Lancet-Report: Klimaschutz ist Gesundheitsschutz

Die derzeitigen Maßnahmen der Bundesregierung reichen nicht aus, um künftige Gesundheitsschäden durch die Klimakrise zu vermeiden.

14 . 11 . 2019

Zur heutigen Berichterstattung über den Lancet-Countdown zu Gesundheit und Klimawandel erklärt Bettina Hoffmann, Sprecherin für Umweltgesundheit:

Klimaschutz ist Gesundheitsschutz

Zum heute vorgestellten Bericht des internationalen Klimaforschungsprojektes „The Lancet Countdown" zu Gesundheit und Klimawandel erklärt Bettina Hoffmann, Sprecherin für Umweltgesundheit:

Der Bericht macht deutlich: Klimaschutz ist Gesundheitsschutz. Beim Schutz von Klima und Gesundheit gibt es sehr viele Win-Win-Situationen. Autos mit E-Antrieb stoßen keine schädlichen Diesel-Abgase aus. Mehr Rad- und Fußverkehr sorgt für mehr Bewegung. Der Ausstieg aus der Kohlekraft sorgt für saubere Atemluft.

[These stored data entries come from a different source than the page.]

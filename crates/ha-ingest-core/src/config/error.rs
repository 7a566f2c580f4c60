//! Configuration error types.

use crate::error::IngestError;

pub type ConfigResult<T> = Result<T, ConfigError>;

/// Errors raised while assembling the process configuration from the
/// environment. All of them are fatal at startup.
#[derive(Debug, thiserror::Error)]
pub enum ConfigError {
    #[error("required environment variable {key} is not set")]
    EnvVarNotFound { key: String },

    #[error("failed to parse {key}: {message}")]
    ParseError { key: String, message: String },

    #[error("invalid value for {key}: got {value:?}, expected {expected}")]
    InvalidValue {
        key: String,
        value: String,
        expected: String,
    },

    #[error("configuration validation failed: {message}")]
    ValidationFailed { message: String },
}

impl ConfigError {
    pub fn env_var_not_found(key: impl Into<String>) -> Self {
        ConfigError::EnvVarNotFound { key: key.into() }
    }

    pub fn parse_error(key: impl Into<String>, message: impl Into<String>) -> Self {
        ConfigError::ParseError {
            key: key.into(),
            message: message.into(),
        }
    }

    pub fn invalid_value(
        key: impl Into<String>,
        value: impl Into<String>,
        expected: impl Into<String>,
    ) -> Self {
        ConfigError::InvalidValue {
            key: key.into(),
            value: value.into(),
            expected: expected.into(),
        }
    }

    pub fn validation_failed(message: impl Into<String>) -> Self {
        ConfigError::ValidationFailed {
            message: message.into(),
        }
    }
}

impl From<ConfigError> for IngestError {
    fn from(err: ConfigError) -> Self {
        IngestError::Configuration {
            message: err.to_string(),
        }
    }
}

Dass der Lancet Report heute prominent von Vertreterinnen und Vertretern der Bundesärztekammer vorgestellt wird, ist eine deutliche Botschaft an die Bundesregierung, dass die Bewegung für einen entschiedenen Klimaschutz immer breiter wird. Der Lancet-Report ist ein klarer Appell an die Bundesregierung, alles zu tun, um die Ziele des Pariser Klimaabkommens einzuhalten. Die derzeitigen Maßnahmen der Bundesregierung reichen weitem nicht aus, um künftige Gesundheitsschäden durch die Klimakrise zu vermeiden. Wir brauchen einen sofort wirksamen CO2-Preis, den Ausstieg aus der Kohlekraft und eine Verkehrswende.

Die Autoren des Lancet-Reports sprechen eine deutliche Warnung aus: Für die Gesundheit unserer Kinder wird es einen riesigen Unterschied machen, ob sie in einer Welt aufwachsen, in der das Paris-Abkommen eingehalten wird oder nicht. Zunehmende Hitzewellen und Dürren sowie die Ausbreitung von Krankheitserregern gehören zu den wahrscheinlichen Gesundheitsgefahren einer ungebremsten Klimaerhitzung. Die Bundesregierung muss diese Warnungen endlich ernst nehmen.